[Excerpted data]

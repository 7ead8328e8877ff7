// File: crates/biblio-core/src/lib.rs
// Summary: Core library entry point; exports the aggregation domain and store boundary.

pub mod aggregate;
pub mod date;
pub mod markers;
pub mod pipeline;
pub mod prefs;
pub mod store;
pub mod types;

pub use aggregate::aggregate;
pub use date::normalize_date;
pub use markers::extract_markers;
pub use pipeline::{refresh, RefreshGate, RefreshOutcome, RefreshSnapshot};
pub use prefs::{parse_tag_filter, MemoryPreferences, PreferenceStore};
pub use store::{LibraryStore, RecordFilter, StoreError, SCHOLARLY_TYPES};
pub use types::{DailyDataPoint, DayCountRow, LibraryScope, PublicationMarkers, Statistics, TagId};
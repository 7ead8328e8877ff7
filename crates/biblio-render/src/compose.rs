// File: crates/biblio-render/src/compose.rs
// Summary: Share-image composition: header, watermark, stacked panels, footer, branding.

use skia_safe as skia;
use tracing::warn;

use biblio_core::types::Statistics;

use crate::error::RenderError;
use crate::panel::encode_png;
use crate::sink::ShareSink;
use crate::text::TextShaper;
use crate::theme::{Labels, Theme};

/// Fixed vertical layout of the composite, in logical pixels.
#[derive(Clone, Copy, Debug)]
pub struct ShareLayout {
    pub header_height: f32,
    pub panel_gap: f32,
    pub footer_height: f32,
    pub min_width: f32,
    pub min_panel_height: f32,
    pub watermark_size: f32,
    pub watermark_inset: f32,
    pub footer_side_pad: f32,
}

impl Default for ShareLayout {
    fn default() -> Self {
        Self {
            header_height: 38.0,
            panel_gap: 16.0,
            footer_height: 96.0,
            min_width: 520.0,
            min_panel_height: 280.0,
            watermark_size: 28.0,
            watermark_inset: 4.0,
            footer_side_pad: 6.0,
        }
    }
}

/// Branding inputs for the composite's corner watermark and footer
/// line. The logo doubles as the watermark glyph.
#[derive(Default)]
pub struct Branding {
    pub logo: Option<skia::Image>,
    pub locale: String,
}

/// Assemble the shareable composite from two already-rendered panel
/// snapshots and encode it as PNG bytes.
///
/// Vertical layout, all horizontally centered: header with title and
/// date range, low-opacity watermark drawn before the panels, the two
/// panels stacked and scaled to the composite width, the word-wrapped
/// footer note, then one centered branding line.
#[allow(clippy::too_many_arguments)]
pub fn compose_share_image(
    panels: &[skia::Image; 2],
    statistics: &Statistics,
    footer_text: &str,
    branding: &Branding,
    layout: &ShareLayout,
    theme: &Theme,
    labels: &Labels,
    shaper: &TextShaper,
    pixel_ratio: f32,
) -> Result<Vec<u8>, RenderError> {
    let ratio = pixel_ratio.max(0.1);
    let width = panels
        .iter()
        .map(|p| p.width() as f32 / ratio)
        .fold(layout.min_width, f32::max);
    let panel_height = panels
        .iter()
        .map(|p| p.height() as f32 / ratio)
        .fold(layout.min_panel_height, f32::max);
    let total_height =
        layout.header_height + panel_height * 2.0 + layout.panel_gap + layout.footer_height;

    let physical_w = (width * ratio).floor() as i32;
    let physical_h = (total_height * ratio).floor() as i32;
    let mut surface = skia::surfaces::raster_n32_premul((physical_w.max(1), physical_h.max(1)))
        .ok_or(RenderError::Surface)?;
    let canvas = surface.canvas();
    canvas.scale((ratio, ratio));
    canvas.clear(theme.background);

    // Header
    shaper.draw_center(canvas, &labels.main_title, width * 0.5, 18.0, 15.0, theme.header_title);
    let range = format!("{} → {}", statistics.start_date, statistics.end_date);
    shaper.draw_center(canvas, &range, width * 0.5, 34.0, 11.0, theme.header_subtitle);

    // Watermark in the top-right corner, before the panels so it never
    // overdraws data.
    if let Some(logo) = &branding.logo {
        let mut paint = skia::Paint::default();
        paint.set_alpha((0.25 * 255.0) as u8);
        canvas.draw_image_rect(
            logo,
            None,
            skia::Rect::from_xywh(
                width - layout.watermark_inset - layout.watermark_size,
                layout.watermark_inset,
                layout.watermark_size,
                layout.watermark_size,
            ),
            &paint,
        );
    }

    // Panels, each scaled to the composite width.
    let paint = skia::Paint::default();
    canvas.draw_image_rect(
        &panels[0],
        None,
        skia::Rect::from_xywh(0.0, layout.header_height, width, panel_height),
        &paint,
    );
    canvas.draw_image_rect(
        &panels[1],
        None,
        skia::Rect::from_xywh(
            0.0,
            layout.header_height + panel_height + layout.panel_gap,
            width,
            panel_height,
        ),
        &paint,
    );

    // Footer note, word-wrapped and centered.
    let footer_top = layout.header_height + panel_height * 2.0 + layout.panel_gap;
    let footer_text = footer_text.trim();
    if !footer_text.is_empty() {
        draw_wrapped_text(
            canvas,
            shaper,
            footer_text,
            layout.footer_side_pad,
            footer_top + 12.0,
            width - layout.footer_side_pad * 2.0,
            12.0,
            10.0,
            theme.footer_text,
            true,
        );
    }

    draw_branding_line(canvas, branding, theme, labels, shaper, width, footer_top + 64.0);

    encode_png(&mut surface)
}

/// One centered line: optional logo glyph, locale-dependent product
/// name, separator, download label and URL. Centering sums each
/// piece's measured width before anything is drawn.
fn draw_branding_line(
    canvas: &skia::Canvas,
    branding: &Branding,
    theme: &Theme,
    labels: &Labels,
    shaper: &TextShaper,
    width: f32,
    base_y: f32,
) {
    let brand_name = labels.brand_name(&branding.locale);
    let download = format!("{} {}", labels.download_label, labels.download_url);
    let separator = " | ";

    let name_w = shaper.measure_width(brand_name, 10.0);
    let sep_w = shaper.measure_width(separator, 10.0);
    let download_w = shaper.measure_width(&download, 10.0);
    let (logo_w, logo_pad) = if branding.logo.is_some() { (20.0, 6.0) } else { (0.0, 0.0) };
    let total = logo_w + logo_pad + name_w + sep_w + download_w;

    let mut x = (width - total) * 0.5;
    if let Some(logo) = &branding.logo {
        let paint = skia::Paint::default();
        canvas.draw_image_rect(
            logo,
            None,
            skia::Rect::from_xywh(x, base_y - 12.0, 20.0, 20.0),
            &paint,
        );
        x += logo_w + logo_pad;
    }
    shaper.draw_left(canvas, brand_name, x, base_y, 10.0, theme.brand_text);
    shaper.draw_left(canvas, separator, x + name_w, base_y, 10.0, theme.brand_muted);
    shaper.draw_left(canvas, &download, x + name_w + sep_w, base_y, 10.0, theme.brand_muted);
}

/// Wrap `text` into `max_width` and draw it line by line from `y`,
/// centered within the wrap box or left-aligned at `x` per the flag.
#[allow(clippy::too_many_arguments)]
pub fn draw_wrapped_text(
    canvas: &skia::Canvas,
    shaper: &TextShaper,
    text: &str,
    x: f32,
    y: f32,
    max_width: f32,
    line_height: f32,
    size: f32,
    color: skia::Color,
    centered: bool,
) {
    let mut line_y = y;
    for line in wrap_text(shaper, text, max_width, size) {
        if centered {
            shaper.draw_center(canvas, &line, x + max_width * 0.5, line_y, size, color);
        } else {
            shaper.draw_left(canvas, &line, x, line_y, size, color);
        }
        line_y += line_height;
    }
}

/// Greedy word wrap: append words while the measured line fits; on
/// overflow flush the line and start the next one with the overflowing
/// word. A single oversized word still gets its own line.
pub fn wrap_text(shaper: &TextShaper, text: &str, max_width: f32, size: f32) -> Vec<String> {
    let mut lines = Vec::new();
    let mut line = String::new();
    for word in text.split_whitespace() {
        let candidate = if line.is_empty() {
            word.to_string()
        } else {
            format!("{line} {word}")
        };
        if shaper.measure_width(&candidate, size) > max_width && !line.is_empty() {
            lines.push(line);
            line = word.to_string();
        } else {
            line = candidate;
        }
    }
    if !line.is_empty() {
        lines.push(line);
    }
    lines
}

/// Hand the encoded composite to the export sink. Sink failures are an
/// outcome, never a panic: the caller shows a status message either way.
pub async fn export_share_image(png: &[u8], sink: &dyn ShareSink) -> bool {
    match sink.deliver(png).await {
        Ok(()) => true,
        Err(err) => {
            warn!(%err, "share sink delivery failed");
            false
        }
    }
}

[/Excerpted data]

> [About this task]: Reproduce only the lines above, starting at the line with "let physical_w = (width" and ending at the line with "shaper.draw_center(canvas, &labels.main_title, width", exactly as written.

> [Answer below]:
    let physical_w = (width * ratio).floor() as i32;
    let physical_h = (total_height * ratio).floor() as i32;
    let mut surface = skia::surfaces::raster_n32_premul((physical_w.max(1), physical_h.max(1)))
        .ok_or(RenderError::Surface)?;
    let canvas = surface.canvas();
    canvas.scale((ratio, ratio));
    canvas.clear(theme.background);

    // Header
    shaper.draw_center(canvas, &labels.main_title, width * 0.5, 18.0, 15.0, theme.header_title);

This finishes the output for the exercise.